** Entries shown **
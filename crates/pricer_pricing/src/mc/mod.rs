//! Monte Carlo pricing under geometric Brownian motion.
//!
//! This module simulates GBM paths, applies any [`PathPayoff`] to each and
//! returns the discounted average with its standard error.
//!
//! # Architecture
//!
//! ```text
//! MonteCarloPricer
//! ├── MonteCarloConfig  (paths, steps, seed, execution mode)
//! ├── GbmStepper        (precomputed per-step factors)
//! ├── PricerRng         (owned random stream, one per run or batch)
//! └── PathPayoff        (compiled expression or vanilla contract)
//! ```
//!
//! # Examples
//!
//! ## Textual payoff
//!
//! ```rust
//! use pricer_pricing::mc::monte_carlo_price;
//! use pricer_pricing::payoff::parse_payoff_expression;
//!
//! let payoff = parse_payoff_expression("max(S - 100, 0)").unwrap();
//! let price = monte_carlo_price(100.0, 0.05, 0.2, 1.0, 50, 20_000, &payoff, Some(42)).unwrap();
//! assert!((price - 10.45).abs() < 0.5);
//! ```
//!
//! ## Parallel engine with standard error
//!
//! ```rust
//! use pricer_core::types::OptionSpec;
//! use pricer_pricing::mc::{ExecutionMode, GbmParams, MonteCarloConfig, MonteCarloPricer};
//!
//! let config = MonteCarloConfig::builder()
//!     .n_paths(50_000)
//!     .n_steps(1)
//!     .seed(7)
//!     .mode(ExecutionMode::Parallel)
//!     .build()
//!     .unwrap();
//!
//! let pricer = MonteCarloPricer::new(config).unwrap();
//! let put = OptionSpec::put(100.0, 1.0).unwrap();
//! let result = pricer.price(GbmParams::default(), &put).unwrap();
//! println!("Price: {:.4} +/- {:.4}", result.price, result.confidence_95());
//! ```
//!
//! [`PathPayoff`]: crate::payoff::PathPayoff

pub mod config;
pub mod paths;
pub mod pricer;

pub use config::{ExecutionMode, MonteCarloConfig, MonteCarloConfigBuilder};
pub use paths::{GbmParams, GbmStepper};
pub use pricer::{monte_carlo_price, MonteCarloPricer, PricingResult, PARALLEL_BATCH_SIZE};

** Action item **
Scan the material above for lines holding "standard" and copy each of them.

** Solution **
//! returns the discounted average with its standard error.
//! ## Parallel engine with standard error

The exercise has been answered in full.